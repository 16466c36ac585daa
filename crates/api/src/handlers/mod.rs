//! Request handlers.
//!
//! Each submodule holds the async handler functions for one resource.
//! Handlers delegate storage to `widgetry_db` repositories, rules to
//! `widgetry_core`, side effects to the task queue, and map errors via
//! [`AppError`](crate::error::AppError).

pub mod appointments;
pub mod auth;
pub mod form_templates;
pub mod google_oauth;
pub mod pricing;
pub mod public_widgets;
pub mod uploads;
pub mod widgets;
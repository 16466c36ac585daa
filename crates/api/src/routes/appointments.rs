//! Route definitions for appointment widgets and bookings.

use axum::routing::get;
use axum::Router;

use crate::handlers::appointments;
use crate::state::AppState;

/// Routes mounted at `/appointments`.
///
/// ```text
/// GET    /widgets                 -> list_widgets (auth required)
/// POST   /widgets                 -> create_widget (auth required)
/// GET    /widgets/{id}            -> get_widget (auth required)
/// PUT    /widgets/{id}            -> update_widget (auth required)
/// PATCH  /widgets/{id}            -> update_widget (auth required)
/// DELETE /widgets/{id}            -> delete_widget (auth required)
/// GET    /widgets/{id}/bookings   -> list_bookings (auth required)
/// GET    /{id}                    -> get_public_widget
/// POST   /{id}                    -> book
/// ```
pub fn router() -> Router<AppState> {
    Router::new()
        .route(
            "/widgets",
            get(appointments::list_widgets).post(appointments::create_widget),
        )
        .route(
            "/widgets/{id}",
            get(appointments::get_widget)
                .put(appointments::update_widget)
                .patch(appointments::update_widget)
                .delete(appointments::delete_widget),
        )
        .route("/widgets/{id}/bookings", get(appointments::list_bookings))
        .route(
            "/{id}",
            get(appointments::get_public_widget).post(appointments::book),
        )
}
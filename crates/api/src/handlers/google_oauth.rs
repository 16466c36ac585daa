//! Google sign-in and Sheets authorization.
//!
//! `redirect` starts the handshake; `callback` finishes it either for a
//! signed-in user connecting Google or as a login for anonymous callers.

use axum::extract::{Query, State};
use axum::response::{IntoResponse, Redirect, Response};
use axum::Json;
use serde::Deserialize;
use serde_json::json;
use widgetry_core::crypto::generate_state_token;
use widgetry_core::types::DbId;
use widgetry_db::models::user::CreateUser;
use widgetry_db::repositories::{OAuthStateRepo, UserRepo};
use widgetry_google::{GoogleOAuthClient, TokenResponse};

use crate::error::{AppError, AppResult};
use crate::handlers::auth::{create_auth_response, ensure_active, normalize_email};
use crate::middleware::auth::AuthUser;
use crate::response::DataResponse;
use crate::state::AppState;

/// Query string Google appends when redirecting back.
#[derive(Debug, Deserialize)]
pub struct CallbackParams {
    pub code: Option<String>,
    pub state: Option<String>,
    pub error: Option<String>,
}

fn oauth_client(state: &AppState) -> AppResult<&GoogleOAuthClient> {
    state
        .oauth
        .as_ref()
        .ok_or_else(|| AppError::Unavailable("Google sign-in is not configured".into()))
}

/// GET /api/v1/auth/google
///
/// Persist a fresh `state` and send the browser to Google's consent screen
/// (303 See Other).
pub async fn redirect(State(state): State<AppState>) -> AppResult<Redirect> {
    let client = oauth_client(&state)?;
    let session_state = generate_state_token();
    OAuthStateRepo::create(&state.pool, &session_state).await?;
    Ok(Redirect::to(&client.authorization_url(&session_state)))
}

/// GET /api/v1/auth/google/callback
pub async fn callback(
    State(state): State<AppState>,
    caller: Option<AuthUser>,
    Query(params): Query<CallbackParams>,
) -> AppResult<Response> {
    if let Some(error) = params.error {
        return Err(AppError::BadRequest(error));
    }
    let (Some(code), Some(session_state)) = (params.code, params.state) else {
        return Err(AppError::BadRequest("Missing code or state".into()));
    };

    if !OAuthStateRepo::consume(&state.pool, &session_state).await? {
        return Err(AppError::BadRequest("Session state not found.".into()));
    }

    let client = oauth_client(&state)?;
    let tokens = client
        .exchange_code(&code)
        .await
        .map_err(|e| AppError::Upstream(format!("Google token exchange failed: {e}")))?;

    if let Some(caller) = caller {
        keep_tokens(&state, caller.user_id, &tokens).await?;
        UserRepo::set_oauth(&state.pool, caller.user_id).await?;
        tracing::info!(user_id = caller.user_id, "Google account connected");
        return Ok(Json(DataResponse {
            data: json!({"message": "Google account connected."}),
        })
        .into_response());
    }

    let email = client
        .user_email(&tokens.access_token)
        .await
        .map_err(|e| AppError::Upstream(format!("Google userinfo lookup failed: {e}")))?;
    let email = normalize_email(&email);

    let user = match UserRepo::find_by_email(&state.pool, &email).await? {
        Some(user) => user,
        None => {
            let user = UserRepo::create(
                &state.pool,
                &CreateUser {
                    email,
                    password_hash: None,
                    is_oauth: true,
                },
            )
            .await?;
            tracing::info!(user_id = user.id, "User created through Google sign-in");
            user
        }
    };
    ensure_active(&user)?;

    keep_tokens(&state, user.id, &tokens).await?;
    UserRepo::set_oauth(&state.pool, user.id).await?;

    Ok(Json(create_auth_response(&state, &user).await?).into_response())
}

/// Store the issued tokens unless the user already has a refresh token on
/// file.
async fn keep_tokens(state: &AppState, user_id: DbId, tokens: &TokenResponse) -> AppResult<()> {
    if state.credentials.has_refresh_token(user_id).await? {
        tracing::debug!(user_id, "Refresh token already stored, keeping existing credentials");
        return Ok(());
    }
    state
        .credentials
        .store_tokens(
            user_id,
            &tokens.access_token,
            tokens.refresh_token.as_deref(),
            tokens.expires_at(),
        )
        .await?;
    Ok(())
}
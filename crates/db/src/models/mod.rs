//! Row models and write DTOs.
//!
//! Each submodule contains a `FromRow` entity struct matching the database
//! row and the DTOs the repositories accept for inserts and updates.

pub mod appointment;
pub mod form_template;
pub mod google;
pub mod image_upload;
pub mod pricing;
pub mod session;
pub mod submission;
pub mod user;
pub mod widget;
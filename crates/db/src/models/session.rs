//! Refresh-token session model and DTOs.

use sqlx::FromRow;
use widgetry_core::types::{DbId, Timestamp};

/// A row from the `user_sessions` table.
#[derive(Debug, Clone, FromRow)]
pub struct UserSession {
    pub id: DbId,
    pub user_id: DbId,
    pub refresh_token_hash: String,
    pub expires_at: Timestamp,
    pub is_revoked: bool,
    pub user_agent: Option<String>,
    pub ip_address: Option<String>,
    pub created_at: Timestamp,
    pub updated_at: Timestamp,
}

/// DTO for opening a session.
pub struct CreateSession {
    pub user_id: DbId,
    pub refresh_token_hash: String,
    pub expires_at: Timestamp,
    pub user_agent: Option<String>,
    pub ip_address: Option<String>,
}
//! User entity model and DTOs.

use serde::Serialize;
use sqlx::FromRow;
use widgetry_core::roles::role_for;
use widgetry_core::types::{DbId, Timestamp};

/// Full user row from the `users` table.
///
/// Contains the password hash -- NEVER serialize this to API responses directly.
/// Use [`UserResponse`] for external-facing output.
#[derive(Debug, Clone, FromRow)]
pub struct User {
    pub id: DbId,
    pub email: String,
    /// `None` for accounts created through Google sign-in.
    pub password_hash: Option<String>,
    pub is_staff: bool,
    pub is_active: bool,
    pub is_oauth: bool,
    pub created_at: Timestamp,
    pub updated_at: Timestamp,
}

impl User {
    pub fn role(&self) -> &'static str {
        role_for(self.is_staff)
    }
}

/// Safe user representation for API responses (no password hash).
#[derive(Debug, Clone, Serialize)]
pub struct UserResponse {
    pub id: DbId,
    pub email: String,
    pub is_oauth: bool,
    pub is_admin: bool,
    pub created_at: Timestamp,
}

impl From<&User> for UserResponse {
    fn from(user: &User) -> Self {
        Self {
            id: user.id,
            email: user.email.clone(),
            is_oauth: user.is_oauth,
            is_admin: user.is_staff,
            created_at: user.created_at,
        }
    }
}

/// DTO for creating a new user.
#[derive(Debug)]
pub struct CreateUser {
    pub email: String,
    pub password_hash: Option<String>,
    pub is_oauth: bool,
}
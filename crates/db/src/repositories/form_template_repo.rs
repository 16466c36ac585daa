//! Repository for `form_templates`.

use sqlx::PgPool;
use widgetry_core::types::DbId;

use crate::models::form_template::{FormTemplate, FormTemplateWrite};

const COLUMNS: &str = "id, image, fields, header_enabled, header_title, header_caption, \
    submit_button, footer, embed_type, color_scheme, accent_color, bg_color, created_at, updated_at";

/// Admin-managed form templates.
pub struct FormTemplateRepo;

impl FormTemplateRepo {
    pub async fn create(pool: &PgPool, input: &FormTemplateWrite) -> Result<FormTemplate, sqlx::Error> {
        let query = format!(
            "INSERT INTO form_templates (image, fields, header_enabled, header_title,
                header_caption, submit_button, footer, embed_type, color_scheme,
                accent_color, bg_color)
             VALUES ($1, $2, $3, $4, $5, $6, $7, $8, $9, $10, $11)
             RETURNING {COLUMNS}"
        );
        sqlx::query_as::<_, FormTemplate>(&query)
            .bind(&input.image)
            .bind(&input.fields)
            .bind(input.header_enabled)
            .bind(&input.header_title)
            .bind(&input.header_caption)
            .bind(&input.submit_button)
            .bind(&input.footer)
            .bind(&input.embed_type)
            .bind(&input.color_scheme)
            .bind(&input.accent_color)
            .bind(&input.bg_color)
            .fetch_one(pool)
            .await
    }

    pub async fn find_by_id(pool: &PgPool, id: DbId) -> Result<Option<FormTemplate>, sqlx::Error> {
        let query = format!("SELECT {COLUMNS} FROM form_templates WHERE id = $1");
        sqlx::query_as::<_, FormTemplate>(&query)
            .bind(id)
            .fetch_optional(pool)
            .await
    }

    pub async fn list(pool: &PgPool) -> Result<Vec<FormTemplate>, sqlx::Error> {
        let query = format!("SELECT {COLUMNS} FROM form_templates ORDER BY id");
        sqlx::query_as::<_, FormTemplate>(&query).fetch_all(pool).await
    }

    /// Overwrite every writable column. Returns `None` if no row matched.
    pub async fn update(
        pool: &PgPool,
        id: DbId,
        input: &FormTemplateWrite,
    ) -> Result<Option<FormTemplate>, sqlx::Error> {
        let query = format!(
            "UPDATE form_templates SET
                image = $2, fields = $3, header_enabled = $4, header_title = $5,
                header_caption = $6, submit_button = $7, footer = $8, embed_type = $9,
                color_scheme = $10, accent_color = $11, bg_color = $12
             WHERE id = $1
             RETURNING {COLUMNS}"
        );
        sqlx::query_as::<_, FormTemplate>(&query)
            .bind(id)
            .bind(&input.image)
            .bind(&input.fields)
            .bind(input.header_enabled)
            .bind(&input.header_title)
            .bind(&input.header_caption)
            .bind(&input.submit_button)
            .bind(&input.footer)
            .bind(&input.embed_type)
            .bind(&input.color_scheme)
            .bind(&input.accent_color)
            .bind(&input.bg_color)
            .fetch_optional(pool)
            .await
    }

    pub async fn delete(pool: &PgPool, id: DbId) -> Result<bool, sqlx::Error> {
        let result = sqlx::query("DELETE FROM form_templates WHERE id = $1")
            .bind(id)
            .execute(pool)
            .await?;
        Ok(result.rows_affected() > 0)
    }
}
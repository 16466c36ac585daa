//! Repository for `image_uploads`.

use sqlx::PgPool;

use crate::models::image_upload::ImageUpload;

pub struct ImageUploadRepo;

impl ImageUploadRepo {
    pub async fn create(pool: &PgPool, file_path: &str) -> Result<ImageUpload, sqlx::Error> {
        sqlx::query_as::<_, ImageUpload>(
            "INSERT INTO image_uploads (file_path) VALUES ($1) RETURNING id, file_path, created_at",
        )
        .bind(file_path)
        .fetch_one(pool)
        .await
    }
}
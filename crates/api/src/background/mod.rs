//! Background jobs spawned by the binary.
//!
//! Each job is a long-running async function stopped through a
//! [`CancellationToken`](tokio_util::sync::CancellationToken).

pub mod session_cleanup;
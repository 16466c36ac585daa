//! Repository for `google_sheet_tokens`.

use sqlx::PgPool;
use widgetry_core::types::{DbId, Timestamp};

use crate::models::google::{GoogleSheetToken, UpsertGoogleSheetToken};

const COLUMNS: &str = "id, user_id, encrypted_access_token, encrypted_refresh_token, \
                        access_token_expires_at, created_at, updated_at";

/// Encrypted Google credentials, one row per user.
pub struct GoogleTokenRepo;

impl GoogleTokenRepo {
    pub async fn find_by_user(
        pool: &PgPool,
        user_id: DbId,
    ) -> Result<Option<GoogleSheetToken>, sqlx::Error> {
        let query = format!("SELECT {COLUMNS} FROM google_sheet_tokens WHERE user_id = $1");
        sqlx::query_as::<_, GoogleSheetToken>(&query)
            .bind(user_id)
            .fetch_optional(pool)
            .await
    }

    /// Insert or replace a user's credentials.
    ///
    /// The stored refresh token survives when `input` carries none.
    pub async fn upsert(
        pool: &PgPool,
        input: &UpsertGoogleSheetToken,
    ) -> Result<GoogleSheetToken, sqlx::Error> {
        let query = format!(
            "INSERT INTO google_sheet_tokens
                (user_id, encrypted_access_token, encrypted_refresh_token, access_token_expires_at)
             VALUES ($1, $2, $3, $4)
             ON CONFLICT (user_id) DO UPDATE SET
                encrypted_access_token = EXCLUDED.encrypted_access_token,
                encrypted_refresh_token = COALESCE(
                    EXCLUDED.encrypted_refresh_token,
                    google_sheet_tokens.encrypted_refresh_token
                ),
                access_token_expires_at = EXCLUDED.access_token_expires_at
             RETURNING {COLUMNS}"
        );
        sqlx::query_as::<_, GoogleSheetToken>(&query)
            .bind(input.user_id)
            .bind(&input.encrypted_access_token)
            .bind(&input.encrypted_refresh_token)
            .bind(input.access_token_expires_at)
            .fetch_one(pool)
            .await
    }

    /// Store a refreshed access token.
    pub async fn update_access_token(
        pool: &PgPool,
        user_id: DbId,
        encrypted_access_token: &str,
        expires_at: Option<Timestamp>,
    ) -> Result<bool, sqlx::Error> {
        let result = sqlx::query(
            "UPDATE google_sheet_tokens
             SET encrypted_access_token = $2, access_token_expires_at = $3
             WHERE user_id = $1",
        )
        .bind(user_id)
        .bind(encrypted_access_token)
        .bind(expires_at)
        .execute(pool)
        .await?;
        Ok(result.rows_affected() > 0)
    }
}
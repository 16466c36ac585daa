//! Repository layer.
//!
//! Each repository is a zero-sized struct providing async CRUD methods
//! that accept `&PgPool` as the first argument.

pub mod appointment_repo;
pub mod form_template_repo;
pub mod google_token_repo;
pub mod image_upload_repo;
pub mod oauth_state_repo;
pub mod pricing_repo;
pub mod session_repo;
pub mod submission_repo;
pub mod user_repo;
pub mod widget_repo;

pub use appointment_repo::{AppointmentBookingRepo, AppointmentWidgetRepo};
pub use form_template_repo::FormTemplateRepo;
pub use google_token_repo::GoogleTokenRepo;
pub use image_upload_repo::ImageUploadRepo;
pub use oauth_state_repo::OAuthStateRepo;
pub use pricing_repo::{PricingColumnRepo, PricingContainerRepo};
pub use session_repo::SessionRepo;
pub use submission_repo::{SubmissionRepo, WidgetFileRepo};
pub use user_repo::UserRepo;
pub use widget_repo::{AdminBrandInfoRepo, EmailNotificationRepo, PreFillRepo, WidgetRepo};
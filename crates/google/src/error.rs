/// Failures talking to Google.
#[derive(Debug, thiserror::Error)]
pub enum GoogleError {
    #[error("HTTP request failed: {0}")]
    Http(#[from] reqwest::Error),

    /// Google answered with a non-success status.
    #[error("Google API returned {status}: {body}")]
    Api { status: u16, body: String },

    /// A success response lacked a field we need.
    #[error("Unexpected Google response: {0}")]
    Malformed(String),
}

impl GoogleError {
    /// Turn a non-success response into [`GoogleError::Api`].
    pub(crate) async fn check(response: reqwest::Response) -> Result<reqwest::Response, Self> {
        let status = response.status();
        if status.is_success() {
            return Ok(response);
        }
        let body = response.text().await.unwrap_or_default();
        Err(Self::Api {
            status: status.as_u16(),
            body,
        })
    }
}
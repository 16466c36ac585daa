//! PostgreSQL persistence: connection pool, migrations, row models and
//! repositories.

use sqlx::postgres::PgPoolOptions;

pub mod models;
pub mod repositories;

pub type DbPool = sqlx::PgPool;

/// Create a connection pool from a database URL.
pub async fn create_pool(database_url: &str) -> Result<DbPool, sqlx::Error> {
    PgPoolOptions::new()
        .max_connections(20)
        .connect(database_url)
        .await
}

/// Round-trip a trivial query to confirm the database is reachable.
pub async fn health_check(pool: &DbPool) -> Result<(), sqlx::Error> {
    sqlx::query_scalar::<_, i32>("SELECT 1")
        .fetch_one(pool)
        .await
        .map(|_| ())
}

/// Apply pending migrations from `crates/db/migrations`.
pub async fn run_migrations(pool: &DbPool) -> Result<(), sqlx::migrate::MigrateError> {
    tracing::info!("Running database migrations");
    sqlx::migrate!("./migrations").run(pool).await
}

### THE TASK
In the lines above, find each one with "TokenResponse" and list it.

### RESPONSE
use widgetry_google::{GoogleOAuthClient, TokenResponse};
async fn keep_tokens(state: &AppState, user_id: DbId, tokens: &TokenResponse) -> AppResult<()> {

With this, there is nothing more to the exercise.